═══ DATA SECTION

//! The evolved BSSN field set as a compile-time list.
//!
//! Every loop over "all BSSN fields" must enumerate the same set in the
//! same order; diagnostics additionally need lookup by name. Both contracts
//! hang off [`FieldId`]: the enum discriminant is the stable index into the
//! register bank, [`FieldId::ALL`] is the canonical order, and
//! [`FieldId::name`]/[`FieldId::from_name`] give the string mapping.
//!
//! Each field stores the *deviation* from the reference background: the
//! conformal metric fields are offsets from flat (`gamma_ij - delta_ij`),
//! `phi`/`K`/`alpha` are offsets from the FRW values (`alpha_FRW = 1`).

/// Identifier of one evolved scalar lattice field.
///
/// `Gamma11..Gamma33` are the six symmetric conformal-metric deviations;
/// `A11..A33` the trace-free extrinsic curvature; `Gamma1..Gamma3` the
/// conformal connection vector; `Beta*/B*` the shift and its Gamma-driver
/// auxiliary; `Theta` the Z4c damping scalar. Gauge and Z4c registers are
/// always allocated and stay identically zero when their sector is off.
#[derive(Debug, Clone, Copy, PartialEq, Eq, Hash)]
#[repr(usize)]
pub enum FieldId {
    Phi,
    Gamma11,
    Gamma12,
    Gamma13,
    Gamma22,
    Gamma23,
    Gamma33,
    K,
    A11,
    A12,
    A13,
    A22,
    A23,
    A33,
    Gamma1,
    Gamma2,
    Gamma3,
    Alpha,
    Beta1,
    Beta2,
    Beta3,
    B1,
    B2,
    B3,
    Theta,
}

/// Total number of evolved BSSN fields.
pub const N_FIELDS: usize = 25;

impl FieldId {
    /// Canonical enumeration order.
    pub const ALL: [FieldId; N_FIELDS] = [
        FieldId::Phi,
        FieldId::Gamma11,
        FieldId::Gamma12,
        FieldId::Gamma13,
        FieldId::Gamma22,
        FieldId::Gamma23,
        FieldId::Gamma33,
        FieldId::K,
        FieldId::A11,
        FieldId::A12,
        FieldId::A13,
        FieldId::A22,
        FieldId::A23,
        FieldId::A33,
        FieldId::Gamma1,
        FieldId::Gamma2,
        FieldId::Gamma3,
        FieldId::Alpha,
        FieldId::Beta1,
        FieldId::Beta2,
        FieldId::Beta3,
        FieldId::B1,
        FieldId::B2,
        FieldId::B3,
        FieldId::Theta,
    ];

    /// Conformal metric components in symmetric-pair order
    /// (11, 12, 13, 22, 23, 33).
    pub const GAMMA_IJ: [FieldId; 6] = [
        FieldId::Gamma11,
        FieldId::Gamma12,
        FieldId::Gamma13,
        FieldId::Gamma22,
        FieldId::Gamma23,
        FieldId::Gamma33,
    ];

    /// Trace-free extrinsic curvature components, same pair order.
    pub const A_IJ: [FieldId; 6] = [
        FieldId::A11,
        FieldId::A12,
        FieldId::A13,
        FieldId::A22,
        FieldId::A23,
        FieldId::A33,
    ];

    /// Conformal connection vector components.
    pub const GAMMA_I: [FieldId; 3] = [FieldId::Gamma1, FieldId::Gamma2, FieldId::Gamma3];

    /// Shift components.
    pub const BETA_I: [FieldId; 3] = [FieldId::Beta1, FieldId::Beta2, FieldId::Beta3];

    /// Gamma-driver auxiliary components.
    pub const B_I: [FieldId; 3] = [FieldId::B1, FieldId::B2, FieldId::B3];

    /// Stable index into the register bank.
    #[inline]
    pub fn index(self) -> usize {
        self as usize
    }

    /// Diagnostic identifier; also the dataset/file-name stem in output.
    pub fn name(self) -> &'static str {
        match self {
            FieldId::Phi => "phi",
            FieldId::Gamma11 => "gamma11",
            FieldId::Gamma12 => "gamma12",
            FieldId::Gamma13 => "gamma13",
            FieldId::Gamma22 => "gamma22",
            FieldId::Gamma23 => "gamma23",
            FieldId::Gamma33 => "gamma33",
            FieldId::K => "K",
            FieldId::A11 => "A11",
            FieldId::A12 => "A12",
            FieldId::A13 => "A13",
            FieldId::A22 => "A22",
            FieldId::A23 => "A23",
            FieldId::A33 => "A33",
            FieldId::Gamma1 => "Gamma1",
            FieldId::Gamma2 => "Gamma2",
            FieldId::Gamma3 => "Gamma3",
            FieldId::Alpha => "alpha",
            FieldId::Beta1 => "beta1",
            FieldId::Beta2 => "beta2",
            FieldId::Beta3 => "beta3",
            FieldId::B1 => "B1",
            FieldId::B2 => "B2",
            FieldId::B3 => "B3",
            FieldId::Theta => "theta",
        }
    }

    /// Lookup by diagnostic name.
    pub fn from_name(name: &str) -> Option<FieldId> {
        FieldId::ALL.iter().copied().find(|f| f.name() == name)
    }
}

// =============================================================================
// Symmetric-pair index helpers
// =============================================================================

/// The six independent index pairs of a symmetric 3x3 tensor, in the same
/// order as the component field lists above.
pub const SYM_PAIRS: [(usize, usize); 6] = [(0, 0), (0, 1), (0, 2), (1, 1), (1, 2), (2, 2)];

/// Multiplicity of each pair when contracting over both free indices.
pub const SYM_WEIGHT: [f64; 6] = [1.0, 2.0, 2.0, 1.0, 2.0, 1.0];

/// Components of the flat metric in pair order.
pub const FLAT_METRIC: [f64; 6] = [1.0, 0.0, 0.0, 1.0, 0.0, 1.0];

/// Pair index for an arbitrary `(i, j)`.
#[inline]
pub fn sym(i: usize, j: usize) -> usize {
    const MAP: [[usize; 3]; 3] = [[0, 1, 2], [1, 3, 4], [2, 4, 5]];
    MAP[i][j]
}
//! Throughput of the per-stage grid sweeps.

use criterion::{black_box, criterion_group, criterion_main, BenchmarkId, Criterion};

use cosmo_rs::bssn::fields::FieldId;
use cosmo_rs::bssn::{Bssn, BssnOptions};
use cosmo_rs::solver::{FrwRef, RkStage};

fn perturbed_bssn(n: usize) -> Bssn {
    let mut bssn = Bssn::new(n, n, n, 0.01, BssnOptions::synchronous(1.0));
    // Non-trivial data so the sweep exercises every term.
    for i in 0..n {
        for j in 0..n {
            for k in 0..n {
                let x = (i * 7 + j * 3 + k) as f64 / n as f64;
                bssn.fields_mut()
                    .a_mut(FieldId::Phi)
                    .set(i, j, k, 1e-3 * (x * 6.28).sin());
                bssn.fields_mut()
                    .a_mut(FieldId::Gamma12)
                    .set(i, j, k, 1e-4 * (x * 12.56).cos());
                bssn.fields_mut().a_mut(FieldId::K).set(i, j, k, -3.0);
            }
        }
    }
    bssn
}

fn bench_evolve_stage(c: &mut Criterion) {
    let mut group = c.benchmark_group("evolve_stage");
    for n in [16usize, 32] {
        let mut bssn = perturbed_bssn(n);
        group.bench_with_input(BenchmarkId::from_parameter(n), &n, |b, _| {
            b.iter(|| {
                bssn.evolve_stage(black_box(&FrwRef::default()));
            });
        });
    }
    group.finish();
}

fn bench_full_step(c: &mut Criterion) {
    let mut bssn = perturbed_bssn(16);
    c.bench_function("full_rk4_step_16", |b| {
        b.iter(|| {
            bssn.step_init();
            for stage in RkStage::ALL {
                bssn.evolve_stage(&FrwRef::default());
                bssn.rk_finalize(stage);
            }
            bssn.step_term();
        });
    });
}

criterion_group!(benches, bench_evolve_stage, bench_full_step);
criterion_main!(benches);
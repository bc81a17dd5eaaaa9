//! Constraint-history chart.
//!
//! One PNG per run summarizing how the normalized Hamiltonian and momentum
//! violations evolved, rendered at the end so a long run's health is
//! visible at a glance without post-processing the data streams.

use std::path::Path;

use plotters::prelude::*;

/// One sample of the constraint history.
#[derive(Debug, Clone, Copy)]
pub struct ConstraintSample {
    pub step: usize,
    pub h_mean_norm: f64,
    pub m_mean_norm: f64,
}

/// Render the history to `path`. Values are plotted on a log axis;
/// non-positive samples are clamped to the axis floor.
pub fn render_constraint_history(
    path: &Path,
    history: &[ConstraintSample],
) -> Result<(), Box<dyn std::error::Error>> {
    if history.is_empty() {
        return Ok(());
    }

    let floor = 1e-18_f64;
    let max_step = history.last().map(|s| s.step).unwrap_or(1).max(1);
    let y_max = history
        .iter()
        .flat_map(|s| [s.h_mean_norm, s.m_mean_norm])
        .fold(floor, f64::max)
        * 10.0;

    let root = BitMapBackend::new(path, (900, 600)).into_drawing_area();
    root.fill(&WHITE)?;

    let mut chart = ChartBuilder::on(&root)
        .caption("Constraint violations", ("sans-serif", 24))
        .margin(12)
        .x_label_area_size(40)
        .y_label_area_size(70)
        .build_cartesian_2d(0..max_step, (floor..y_max).log_scale())?;

    chart
        .configure_mesh()
        .x_desc("step")
        .y_desc("mean |violation| / scale")
        .y_label_formatter(&|v| format!("{v:.0e}"))
        .draw()?;

    chart
        .draw_series(LineSeries::new(
            history.iter().map(|s| (s.step, s.h_mean_norm.max(floor))),
            &RED,
        ))?
        .label("Hamiltonian")
        .legend(|(x, y)| PathElement::new(vec![(x, y), (x + 18, y)], RED));

    chart
        .draw_series(LineSeries::new(
            history.iter().map(|s| (s.step, s.m_mean_norm.max(floor))),
            &BLUE,
        ))?
        .label("momentum")
        .legend(|(x, y)| PathElement::new(vec![(x, y), (x + 18, y)], BLUE));

    chart
        .configure_series_labels()
        .background_style(WHITE.mix(0.8))
        .border_style(BLACK)
        .draw()?;

    root.present()?;
    Ok(())
}

#[cfg(test)]
mod tests {
    use super::*;

    #[test]
    fn renders_a_png_for_a_short_history() {
        let tmp = tempfile::tempdir().unwrap();
        let path = tmp.path().join("constraints.png");
        let history: Vec<ConstraintSample> = (0..20)
            .map(|s| ConstraintSample {
                step: s * 10,
                h_mean_norm: 1e-8 * (1.0 + s as f64),
                m_mean_norm: 1e-9,
            })
            .collect();
        render_constraint_history(&path, &history).unwrap();
        let meta = std::fs::metadata(&path).unwrap();
        assert!(meta.len() > 0);
    }

    #[test]
    fn empty_history_is_a_no_op() {
        let tmp = tempfile::tempdir().unwrap();
        let path = tmp.path().join("constraints.png");
        render_constraint_history(&path, &[]).unwrap();
        assert!(!path.exists());
    }
}
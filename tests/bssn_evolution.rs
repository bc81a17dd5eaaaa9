//! End-to-end evolution scenarios.

mod common;

use std::f64::consts::PI;

use common::{eds_k, relative_error, write_config};
use cosmo_rs::bssn::fields::FieldId;
use cosmo_rs::bssn::{Bssn, BssnOptions};
use cosmo_rs::config::{ConfigFile, RunConfig};
use cosmo_rs::driver::Simulation;
use cosmo_rs::fourier::Fourier;
use cosmo_rs::ics;
use cosmo_rs::output::IoContext;
use cosmo_rs::physics::{Dust, MatterComponent};
use cosmo_rs::solver::FrwIntegrator;

/// Flat vacuum: every field must remain exactly zero and both constraints
/// identically satisfied.
#[test]
fn vacuum_stays_exactly_flat() {
    let tmp = tempfile::tempdir().unwrap();
    // The stability preset with zero amplitude is exact flat vacuum.
    let cfg = write_config(
        tmp.path(),
        8,
        1.0,
        0.1,
        10,
        "ICs = apples_stability\nstability_amplitude = 0.0\n",
    );
    let mut sim = Simulation::from_config(&cfg).unwrap();
    sim.run().unwrap();

    for name in ["phi", "K", "gamma11", "A11", "Gamma1", "alpha"] {
        let mean = sim.field_mean(name).unwrap();
        assert_eq!(mean, 0.0, "{name} drifted from flat vacuum");
    }

    // The constraint stream was written and is identically zero.
    let h = std::fs::read_to_string(tmp.path().join("out/H_violations.dat")).unwrap();
    for tok in h.split_whitespace() {
        let v: f64 = tok.parse().unwrap();
        assert_eq!(v, 0.0);
    }
}

/// Uniform dust universe (S2): the grid-mean `K` must follow both the
/// lockstep FRW integrator and the Einstein-de Sitter closed form.
#[test]
fn uniform_dust_follows_the_friedmann_closed_form() {
    let tmp = tempfile::tempdir().unwrap();
    // `conformal` with zero perturbation amplitude is exactly uniform dust
    // at rho = 3/(8 pi), K0 = -3.
    let dt = 0.005;
    let steps = 20;
    let cfg = write_config(
        tmp.path(),
        8,
        1.0,
        dt,
        steps,
        "ICs = conformal\npeak_amplitude = 0.0\npeak_k = 2\n",
    );
    let mut sim = Simulation::from_config(&cfg).unwrap();
    sim.run().unwrap();

    let t = dt * steps as f64;
    let k0 = -3.0;
    let k_grid = sim.field_mean("K").unwrap();
    let k_frw = sim.frw_state().k;

    // Grid and homogeneous integrator agree to truncation error (the grid
    // recomputes rho from phi where the integrator evolves it).
    assert!(
        (k_grid - k_frw).abs() < 1e-8,
        "grid K {k_grid} vs FRW {k_frw}"
    );
    // And both agree with the closed form to integrator accuracy.
    assert!(
        relative_error(k_grid, eds_k(k0, t)) < 1e-8,
        "K(t): {k_grid} vs {}",
        eds_k(k0, t)
    );
    // The conformal factor grows (the universe expands).
    assert!(sim.field_mean("phi").unwrap() > 0.0);
}

/// Conformal random-field ICs (S3): the normalized Hamiltonian constraint
/// at t = 0 is small by construction.
#[test]
fn conformal_ics_satisfy_the_hamiltonian_constraint() {
    let tmp = tempfile::tempdir().unwrap();
    let run = {
        let path = write_config(
            tmp.path(),
            16,
            1.0,
            0.1,
            1,
            "ICs = conformal\npeak_amplitude = 1e-6\npeak_k = 2\n",
        );
        let file = ConfigFile::parse(&path).unwrap();
        RunConfig::from_file(&file).unwrap()
    };
    let opts = BssnOptions::from_run(&run).unwrap();
    let mut bssn = Bssn::new(run.nx, run.ny, run.nz, run.dt, opts);
    let mut dust = Dust::new(run.nx, run.ny, run.nz);
    let mut frw = FrwIntegrator::new(run.dt, 0.0, 0.0);
    let mut fourier = Fourier::new(run.nx, run.ny, run.nz);
    let mut io = IoContext::new(&run.output_dir).unwrap();

    ics::apply(&mut bssn, &mut dust, &mut frw, &mut fourier, &run, &mut io).unwrap();

    // Mirror the driver's step preamble, then measure.
    bssn.step_init();
    {
        let (fields, src) = bssn.split_sources_mut();
        src.clear();
        dust.add_bssn_source(fields, src, &Default::default());
    }
    let (h, _) = bssn.constraint_stats(&Default::default());
    assert!(
        h.max_norm < 1e-3,
        "normalized Hamiltonian violation {:.3e} at t = 0",
        h.max_norm
    );
    // The perturbation is actually there.
    assert!(bssn.fields().p(FieldId::Phi).max_abs() > 0.0);
}

/// Robust stability (property 8, shortened): noise at 1e-10 stays far
/// below 1e-6 over a short vacuum run.
#[test]
fn stability_noise_remains_bounded() {
    let tmp = tempfile::tempdir().unwrap();
    let cfg = write_config(
        tmp.path(),
        8,
        1.0,
        0.2,
        25,
        "ICs = apples_stability\nstability_amplitude = 1e-10\n",
    );
    let mut sim = Simulation::from_config(&cfg).unwrap();
    sim.run().unwrap();
    for name in ["phi", "K", "gamma11", "A12"] {
        let mean = sim.field_mean(name).unwrap();
        assert!(mean.abs() < 1e-6, "{name} mean grew to {mean}");
    }
}

/// Linear wave (property 7, one crossing): the + polarized wave returns to
/// its initial profile after one light-crossing time, up to discretization
/// error far below the wave amplitude.
#[test]
fn linear_wave_survives_one_crossing() {
    let tmp = tempfile::tempdir().unwrap();
    let n = 16;
    let dx = 1.0;
    let dt = 0.25;
    let steps = (n as f64 * dx / dt) as usize; // one crossing
    let amp = 1e-8;
    let cfg = write_config(
        tmp.path(),
        n,
        dx,
        dt,
        steps,
        &format!(
            "ICs = apples_linwave\nlinwave_amplitude = {amp}\nmeta_output_interval = 32\n"
        ),
    );
    let mut sim = Simulation::from_config(&cfg).unwrap();
    sim.run().unwrap();

    // Compare the final gamma22 profile against the initial analytic wave.
    let boxlen = n as f64 * dx;
    let mut err2 = 0.0;
    let mut ref2 = 0.0;
    for i in 0..n {
        let x = i as f64 * dx;
        let expect = amp * (2.0 * PI * x / boxlen).sin();
        let got = sim.field_profile_x("gamma22", i).unwrap();
        err2 += (got - expect) * (got - expect);
        ref2 += expect * expect;
    }
    let rel = (err2 / ref2).sqrt();
    assert!(rel < 0.1, "relative L2 error after one crossing: {rel}");
}

/// Source aggregation commutes (property 4), exercised through the public
/// component interface with the full component set.
#[test]
fn matter_sources_commute() {
    use cosmo_rs::physics::Lambda;
    let mut left = Bssn::new(6, 6, 6, 0.1, BssnOptions::synchronous(1.0));
    let mut right = Bssn::new(6, 6, 6, 0.1, BssnOptions::synchronous(1.0));
    let mut dust = Dust::new(6, 6, 6);
    for i in 0..6 {
        for j in 0..6 {
            for k in 0..6 {
                dust.density_mut()
                    .set(i, j, k, 0.1 + 0.01 * (i + 2 * j + 3 * k) as f64);
            }
        }
    }
    let mut lambda = Lambda::new(0.03);
    let frw = Default::default();

    {
        let (f, s) = left.split_sources_mut();
        dust.add_bssn_source(f, s, &frw);
        lambda.add_bssn_source(f, s, &frw);
    }
    {
        let (f, s) = right.split_sources_mut();
        lambda.add_bssn_source(f, s, &frw);
        dust.add_bssn_source(f, s, &frw);
    }
    for i in 0..6 {
        for j in 0..6 {
            for k in 0..6 {
                assert_eq!(
                    left.sources().r.get(i, j, k),
                    right.sources().r.get(i, j, k)
                );
                assert_eq!(
                    left.sources().s.get(i, j, k),
                    right.sources().s.get(i, j, k)
                );
            }
        }
    }
}

/// The expected output files appear in the output directory.
#[test]
fn run_produces_the_documented_outputs() {
    let tmp = tempfile::tempdir().unwrap();
    let cfg = write_config(
        tmp.path(),
        8,
        1.0,
        0.05,
        4,
        "ICs = conformal\npeak_amplitude = 1e-8\npeak_k = 2\n\
         slice_output_interval = 2\nspec_output_interval = 2\n",
    );
    let mut sim = Simulation::from_config(&cfg).unwrap();
    sim.run().unwrap();

    let out = tmp.path().join("out");
    for name in [
        "log.txt",
        "config.txt",
        "H_violations.dat",
        "M_violations.dat",
        "g11_violations.dat",
        "phi_stats.dat",
        "K_stats.dat",
        "phi_strip.dat",
        "phi_slice.dat",
        "phi_000000.dat",
        "phi_spec.dat",
        "frw_comparison.dat",
        "constraints.png",
    ] {
        assert!(out.join(name).exists(), "missing output {name}");
    }
}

══════

# THE TASK:
I would like you to report every line in the listing above that contains "BLUE".

# RESULT:
            &BLUE,
        .legend(|(x, y)| PathElement::new(vec![(x, y), (x + 18, y)], BLUE));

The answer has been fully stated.